Modeling and predicting pKa values of mono-hydroxylated polychlorinated biphenyls (HO-PCBs) and polybrominated diphenyl ethers (HO-PBDEs) by local molecular descriptors.

Hydroxylated polychlorinated biphenyls (HO-PCBs) and polybrominated diphenyl ethers (HO-PBDEs) are attracting considerable concerns because of their multiple endocrine-disrupting effects and wide existence in environment and organisms. The hydroxyl groups enable these chemicals to be ionizable, and dissociation constant, pKa, becomes an important parameter for investigating their environmental behavior and biological activities. In this study, a new pKa prediction model was developed using local molecular descriptors. The dataset contains 21 experimental pKa values of HO-PCBs and HO-PBDEs.
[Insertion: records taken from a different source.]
//! Core traits for the filtering pipeline.
//!
//! This module defines the Filter trait that lets each facet be its own
//! composable predicate over product records.

use catalog::ProductRecord;
use facets::{FilterState, PriceRange, ViewState};

/// What a filter gets to look at besides the product itself.
#[derive(Debug, Clone, Copy)]
pub struct FilterContext<'a> {
    pub filters: &'a FilterState,
    pub price: &'a PriceRange,
}

impl<'a> FilterContext<'a> {
    pub fn new(filters: &'a FilterState, price: &'a PriceRange) -> Self {
        Self { filters, price }
    }
}

impl<'a> From<&'a ViewState> for FilterContext<'a> {
    fn from(view: &'a ViewState) -> Self {
        Self {
            filters: &view.filters,
            price: &view.price,
        }
    }
}

/// Core trait for filtering products.
///
/// All filters must implement this trait to be used in the FilterPipeline.
///
/// ## Design Note
/// - `Send + Sync` lets a pipeline live in a shared static
/// - `matches` is a pure decision for one product
/// - `apply` takes ownership of the Vec and returns the kept products in
///   their original order
pub trait Filter: Send + Sync {
    /// Returns the name of this filter (for logging/debugging)
    fn name(&self) -> &str;

    /// Decide whether one product passes this filter.
    fn matches(&self, product: &ProductRecord, context: &FilterContext<'_>) -> bool;

    /// Apply this filter to a set of products.
    fn apply(
        &self,
        products: Vec<ProductRecord>,
        context: &FilterContext<'_>,
    ) -> Vec<ProductRecord> {
        products
            .into_iter()
            .filter(|product| self.matches(product, context))
            .collect()
    }
}
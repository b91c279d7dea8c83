//! # Facets Crate
//!
//! The view state a shopper builds up while browsing, and the reducer that
//! moves it from one snapshot to the next.
//!
//! ## Components
//!
//! ### FilterState
//! Five facets (`hand`, `category`, `brand`, `condition`, `level`), each a
//! set of selected tokens. Changed one token at a time via `toggle`.
//!
//! ### PriceRange
//! An inclusive window inside `[0, 2000]` that keeps `min <= max` by
//! dragging the opposite bound along.
//!
//! ### SortKey
//! Best match (arrival order), or price ascending/descending.
//!
//! ### Reducer
//! `reduce(&ViewState, ViewEvent) -> ViewState`.
//!
//! ## Example Usage
//!
//! ```ignore
//! use facets::{Facet, ViewEvent, ViewState};
//!
//! let state = ViewState::default()
//!     .apply(ViewEvent::toggle(Facet::Brand, "titleist"))
//!     .apply(ViewEvent::SetMinPrice(100.0));
//! ```

// Public modules
pub mod types;
pub mod reducer;
pub mod vocabulary;

// Re-export commonly used types
pub use types::{
    Facet, FacetError, FilterState, PriceRange, SortKey, ViewState, MAX_PRICE, MIN_PRICE,
    PRICE_STEP,
};
pub use reducer::{reduce, ViewEvent};
pub use vocabulary::{FacetOption, FacetVocabulary};
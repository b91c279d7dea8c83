//! Error types for the catalog crate.
//!
//! Loading a catalog export can fail on I/O, on malformed JSON, or on data
//! that parses but violates catalog invariants (duplicate product ids,
//! blank handles). Paging an in-memory catalog can fail on a cursor that
//! was never handed out.

use thiserror::Error;

/// Errors that can occur while loading or paging a catalog.
///
/// The `#[derive(Error)]` macro from thiserror implements
/// `std::error::Error` and `Display` from the `#[error(...)]` attributes.
#[derive(Error, Debug)]
pub enum CatalogError {
    /// File or directory could not be found
    #[error("Failed to open catalog export: {path}")]
    FileNotFound { path: String },

    /// I/O error occurred while reading an export
    #[error("I/O error: {0}")]
    IoError(#[from] std::io::Error),

    /// Export was not valid catalog JSON
    #[error("Parse error in {file}: {reason}")]
    ParseError { file: String, reason: String },

    /// The same product id appeared twice across the loaded exports
    #[error("Duplicate product id: {id}")]
    DuplicateProduct { id: String },

    /// A cursor was not produced by this catalog
    #[error("Unknown cursor: {0}")]
    UnknownCursor(String),

    /// Data validation failed
    #[error("Validation failed: {0}")]
    ValidationError(String),
}

/// Convenience type alias for Results in this crate
pub type Result<T> = std::result::Result<T, CatalogError>;
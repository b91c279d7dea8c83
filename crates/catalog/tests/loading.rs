//! Integration tests for loading catalog exports from disk.

use catalog::{CatalogError, CatalogIndex, PageRequest};
use std::fs;
use tempfile::tempdir;

const FIRST_EXPORT: &str = r#"{
    "products": [
        { "id": "p-1", "title": "Titleist Driver", "handle": "titleist-driver",
          "tags": ["drivers"], "priceRange": { "minVariantPrice": { "amount": "199.0", "currencyCode": "GBP" } } },
        { "id": "p-2", "title": "Callaway Putter", "handle": "callaway-putter",
          "tags": ["putters", "new"], "priceRange": { "minVariantPrice": { "amount": "149.0", "currencyCode": "GBP" } } }
    ],
    "collections": [ { "id": "c-1", "title": "Drivers", "handle": "drivers" } ]
}"#;

const SECOND_EXPORT: &str = r#"{
    "products": { "nodes": [
        { "id": "p-3", "title": "PING G430 Hybrid", "handle": "ping-g430-hybrid",
          "tags": ["hybrids", "good"], "priceRange": { "minVariantPrice": { "amount": "120.0", "currencyCode": "GBP" } } }
    ] }
}"#;

#[test]
fn test_load_directory_in_file_name_order() {
    let dir = tempdir().unwrap();
    // Written out of order on purpose
    fs::write(dir.path().join("02-hybrids.json"), SECOND_EXPORT).unwrap();
    fs::write(dir.path().join("01-clubs.json"), FIRST_EXPORT).unwrap();
    fs::write(dir.path().join("notes.txt"), "not an export").unwrap();

    let index = CatalogIndex::load(dir.path()).unwrap();
    let ids: Vec<&str> = index.products().iter().map(|p| p.id.as_str()).collect();

    assert_eq!(ids, vec!["p-1", "p-2", "p-3"]);
    assert_eq!(index.collections().len(), 1);
}

#[test]
fn test_load_single_file_and_page() {
    let dir = tempdir().unwrap();
    let path = dir.path().join("catalog.json");
    fs::write(&path, FIRST_EXPORT).unwrap();

    let index = CatalogIndex::load(&path).unwrap();
    let page = index.page(&PageRequest::first(12)).unwrap();

    assert_eq!(page.len(), 2);
    assert!(!page.page_info.has_next_page);
}

#[test]
fn test_duplicate_ids_across_files() {
    let dir = tempdir().unwrap();
    fs::write(dir.path().join("a.json"), FIRST_EXPORT).unwrap();
    fs::write(dir.path().join("b.json"), FIRST_EXPORT).unwrap();

    let result = CatalogIndex::load_from_dir(dir.path());
    assert!(matches!(result, Err(CatalogError::DuplicateProduct { .. })));
}

#[test]
fn test_missing_directory() {
    let dir = tempdir().unwrap();
    let result = CatalogIndex::load_from_dir(&dir.path().join("absent"));
    assert!(matches!(result, Err(CatalogError::FileNotFound { .. })));
}
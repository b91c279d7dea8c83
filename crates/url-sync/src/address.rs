//! The address surface the synchronizer reads from and writes to.
//!
//! Writes always replace the current entry; the trait has no way to push a
//! new history entry, so filter changes never fill the back button.

use tracing::debug;

/// Read/replace access to the page address's query string.
pub trait AddressSurface {
    /// Current query string without the leading `?`, or `None` when the
    /// address has no query.
    fn query(&self) -> Option<String>;

    /// Replace the query string in place. `None` removes the query entirely.
    fn replace_query(&mut self, query: Option<&str>);
}

/// An in-memory address, for terminals and tests.
#[derive(Debug, Clone, Default, PartialEq, Eq)]
pub struct MemoryAddress {
    path: String,
    query: Option<String>,
    replacements: usize,
}

impl MemoryAddress {
    /// An address with a path and an optional initial query.
    ///
    /// An empty query (`""` or `"?"`) is stored as no query.
    pub fn new(path: impl Into<String>, query: Option<&str>) -> Self {
        Self {
            path: path.into(),
            query: normalize(query),
            replacements: 0,
        }
    }

    pub fn path(&self) -> &str {
        &self.path
    }

    /// Full relative address, e.g. `/collections/all?brand=ping`.
    pub fn href(&self) -> String {
        match &self.query {
            Some(query) => format!("{}?{}", self.path, query),
            None => self.path.clone(),
        }
    }

    /// How many times the query was replaced.
    pub fn replacements(&self) -> usize {
        self.replacements
    }
}

impl AddressSurface for MemoryAddress {
    fn query(&self) -> Option<String> {
        self.query.clone()
    }

    fn replace_query(&mut self, query: Option<&str>) {
        self.query = normalize(query);
        self.replacements += 1;
        debug!("Address replaced: {}", self.href());
    }
}

impl<A: AddressSurface + ?Sized> AddressSurface for Box<A> {
    fn query(&self) -> Option<String> {
        (**self).query()
    }

    fn replace_query(&mut self, query: Option<&str>) {
        (**self).replace_query(query)
    }
}

fn normalize(query: Option<&str>) -> Option<String> {
    query
        .map(|q| q.strip_prefix('?').unwrap_or(q))
        .filter(|q| !q.is_empty())
        .map(str::to_string)
}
The optimized geometries by ab initio HF/6-31G(∗∗) algorithm were used to calculate the site-specific molecular readiness to accept or donate electron charges. The developed model obtained good statistical performance, which significantly outperformed commercial software ACD and SPARC. Mechanism analysis indicates that pKa values increase with the charge-limited donor energy EQocc on hydroxyl oxygen atom and decrease with the energy-limited acceptor charge QEvac on hydroxyl hydrogen atom. The regression model was also applied to calculate pKa values for all 837 mono-hydroxylated PCBs and PBDEs in each class, aiming to provide basic data for the ecological risk assessment of these chemicals.